Déjà particulièrement gratinée, l’histoire prend un tour particulièrement cruel quand Georgette un travesti du quartier amoureux du leader de la bande le viril Vinnie est blessé par jeu d’un coup de couteau dans le mollet.

Le calvaire de Georgette ne s’arrête pas là, puisque la bande continue de la persécuter, lui interdisant d’aller dans un hôpital et la forçant à rentrer dans son foyer ou son frère, révulsé par son homosexualité ne manquera pas de la châtier.

A l’humiliation et la douleur de Georgette s’ajoute l’affreuse sensation de manque due au sevrage de drogue, notamment le benzédrine, dont elle est étroitement dépendante.

Après une violente scène de dispute, Georgette ne peut pas rester longtemps alitée et se rend chez ses amies travelo prostituées pour une énorme fête ou les drogues se consomment en quantités astronomiques.

Comble de l’ironie, les travesties invitent la même bande de voyous pour égayer la soirée d’une male présence ce qui ne tarde pas à faire dégénérer les choses avec le viol d’une travestie particulièrement féminine, Lee.

Bien sur Georgette, complètement défoncée et amoureuse transie de son Vinnie, ne se rend pas compte de l’horreur du comportement de ces brutes animales incapable de porter secours à une femme accouchant sous leurs yeux.

Selby Jr plonge encore plus loin dans le sordide avec le destin de Tralala, une jeune fille qui utilise sa forte poitrine pour séduire des marins en virée qui se font ensuite dépouiller et quelques fois sérieusement amocher par ses amis voyous.

Dure et cynique, Tralala n’envisage les hommes que comme un moyen de subsistance.

Sa vie de débauche se terminera par une abominable tournante ou elle mourra après avoir subi les assauts sexuels de plusieurs marins en rut.

On aborde ensuite le coté le plus social du roman avec le récit d’un long bras de fer opposant des ouvriers fabricant des pièces détachées pour l’industrie de la défense et le patronat.

Harry, déjà évoqué dans les premières parties comme un des voyous les plus actifs de la bande à Vinnie, use et abuse de sa position de représentant syndicaliste pour se donner de l’importance.

Le combat est rude, avec émeutes d’ouvriers et bastonnades des policiers, et le patronat habile et prévoyant manque d’avoir le dessus.

La situation finit toutefois par se débloquer avec un accord conclu satisfaisant entre les deux parties mais ce happy end social ne saurait masquer le tragique destin de Harry qui découvre son attirance violente pour les travestis, attirance qui le fait un jour basculer dans la pédophilie et le fait être battu à mort par ses anciens collègues de bande.

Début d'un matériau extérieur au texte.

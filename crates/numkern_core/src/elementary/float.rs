use super::Elementary;
use crate::classify::{is_infinite, is_integer, is_nan};

/// Integer magnitudes with this many characters before the decimal point
/// (sign included) no longer get the `- 1` adjustment in `floor`.
const FLOOR_ADJUST_DIGITS: usize = 17;

/// Absolute value of an `i32`. `i32::MIN` has no positive counterpart and
/// is returned unchanged.
pub fn abs(x: i32) -> i32 {
    if x < 0 {
        x.wrapping_neg()
    } else {
        x
    }
}

/// Absolute value of an `f64`; `-0.0` becomes `+0.0` and NaN stays NaN.
pub fn fabs(x: f64) -> f64 {
    if is_nan(x) {
        f64::NAN
    } else if x == 0.0 {
        0.0
    } else if x < 0.0 {
        -x
    } else {
        x
    }
}

impl Elementary {
    /// Remainder of `x / y` with the sign of `x`.
    ///
    /// Computed by repeatedly stepping `x` toward zero by `|y|`, so the cost
    /// grows with `|x / y|`. Returns NaN once `max_reductions` steps have not
    /// been enough.
    pub fn fmod(&self, x: f64, y: f64) -> f64 {
        if x == 0.0 && y != 0.0 {
            0.0
        } else if y == 0.0 && !is_nan(x) {
            f64::NAN
        } else if is_infinite(x) && !is_nan(y) {
            f64::NAN
        } else if is_infinite(y) && !is_infinite(x) {
            x
        } else if is_nan(x) || is_nan(y) {
            f64::NAN
        } else {
            self.reduce(x, fabs(y))
        }
    }

    fn reduce(&self, x: f64, step: f64) -> f64 {
        let mut remainder = x;
        let mut steps = 0usize;
        while fabs(remainder) >= step {
            if steps == self.settings.max_reductions {
                tracing::warn!(x, step, steps, "fmod exceeded its reduction limit");
                return f64::NAN;
            }
            if remainder > 0.0 {
                remainder -= step;
            } else {
                remainder += step;
            }
            steps += 1;
        }
        remainder
    }
}

pub fn fmod(x: f64, y: f64) -> f64 {
    Elementary::default().fmod(x, y)
}

/// Smallest integer not less than `x`.
pub fn ceil(x: f64) -> f64 {
    if is_infinite(x) || x == 0.0 {
        x
    } else if is_nan(x) {
        f64::NAN
    } else {
        let whole = integer_part(x);
        if x > 0.0 && !is_integer(x) {
            whole + 1.0
        } else {
            whole
        }
    }
}

/// Largest integer not greater than `x`.
pub fn floor(x: f64) -> f64 {
    if is_infinite(x) || x == 0.0 {
        x
    } else if is_nan(x) {
        f64::NAN
    } else {
        let whole = integer_part(x);
        if x < 0.0 && !is_integer(x) && digits_before_point(x) < FLOOR_ADJUST_DIGITS {
            whole - 1.0
        } else {
            whole
        }
    }
}

/// Truncates toward zero by cutting the decimal rendering of `x` at the point.
fn integer_part(x: f64) -> f64 {
    let text = x.to_string();
    let whole = &text[..digits_before_point(x)];
    whole.parse().unwrap_or(x)
}

fn digits_before_point(x: f64) -> usize {
    let text = x.to_string();
    text.find('.').unwrap_or(text.len())
}
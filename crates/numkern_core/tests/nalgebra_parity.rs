//! Cross-checks the cofactor-expansion results against nalgebra's LU-based
//! determinant and inverse.

use nalgebra::DMatrix;
use numkern_core::Matrix;

fn to_nalgebra(m: &Matrix) -> DMatrix<f64> {
    DMatrix::from_row_slice(m.rows(), m.columns(), m.as_slice())
}

/// Deterministic, well-conditioned test matrices of order 1 through 6.
fn samples() -> Vec<Matrix> {
    (1..=6)
        .map(|n| {
            let data = (0..n * n)
                .map(|i| {
                    let (r, c) = (i / n, i % n);
                    let off_diagonal = ((r * 7 + c * 3) % 11) as f64 - 5.0;
                    if r == c {
                        off_diagonal + 4.0 * n as f64
                    } else {
                        off_diagonal * 0.5
                    }
                })
                .collect();
            Matrix::from_vec(n, n, data).expect("sample is correct")
        })
        .collect()
}

#[test]
fn determinant_matches_nalgebra() {
    for m in samples() {
        let ours = m.determinant().expect("square sample");
        let theirs = to_nalgebra(&m).determinant();
        assert!(
            (ours - theirs).abs() <= 1e-9 * theirs.abs().max(1.0),
            "order {}: {ours} vs {theirs}",
            m.rows()
        );
    }
}

#[test]
fn inverse_matches_nalgebra() -> anyhow::Result<()> {
    for m in samples() {
        let ours = m.inverse()?;
        let theirs = to_nalgebra(&m)
            .try_inverse()
            .ok_or_else(|| anyhow::anyhow!("nalgebra found order {} singular", m.rows()))?;
        let theirs = Matrix::from_vec(m.rows(), m.columns(), theirs.transpose().as_slice().to_vec())?;
        assert!(ours.approx_eq(&theirs, 1e-9), "order {}", m.rows());
    }
    Ok(())
}

#[test]
fn product_and_transpose_match_nalgebra() -> anyhow::Result<()> {
    let a = Matrix::filled(3, 4, -2.0, 0.5)?;
    let b = Matrix::filled(4, 2, 1.0, -0.25)?;
    let ours = a.mul_matrix(&b)?;
    let theirs = to_nalgebra(&a) * to_nalgebra(&b);
    for r in 0..ours.rows() {
        for c in 0..ours.columns() {
            assert!((ours[(r, c)] - theirs[(r, c)]).abs() < 1e-12);
        }
    }

    let t = a.transpose()?;
    assert_eq!(to_nalgebra(&t), to_nalgebra(&a).transpose());
    Ok(())
}

#[test]
fn singular_matrix_agrees_with_nalgebra() {
    let m = Matrix::from_rows(&[[1.0, 2.0, 3.0], [2.0, 4.0, 6.0], [0.0, 1.0, 5.0]])
        .expect("correct matrix");
    assert!(m.inverse().is_err());
    assert_eq!(m.determinant().expect("square"), 0.0);
    assert!(to_nalgebra(&m).determinant().abs() < 1e-12);
}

« Coda », la dernière partie du roman est la plus décousue et met en scène alternance de saynètes de la zone, partagées entre bagarres de jeunes durs, scènes de ménages hystériques, adultères, racontars de femmes et solitude de personnes aux existences brisées.

En conclusion, « Last exit to Brooklyn » est assurément l’un des livres les plus noirs et désespérés que j’ai pu lire de ma vie.

On comprend mieux qu’il fut à sa sortie censuré dans plusieurs pays dont l’Angleterre.

Selby Jr fait dans le trash, le provocateur pour décrire la réalité des bas fonds, des sans grades de New York, qui s’abiment dans une consommation frénétique de défonce chimique, de sexe déviant et de bastons sauvages.

Difficile de ne pas avoir de hauts de cœur devant l’étalage de cette humanité sordide et repoussante, qui ne contribue pas à donner une vision optimiste de la vie.

J’ai donc eu du mal à supporter cet océan putride ou des marins déprimés, des voyous sans âme, d'ouvriers troubles, des putes et des pédés s’agitent désespérément.

Malgré la puissance du style de Selby Jr, je ne recommande donc pas ce voyage dans les entrailles morbides du New York des années 40.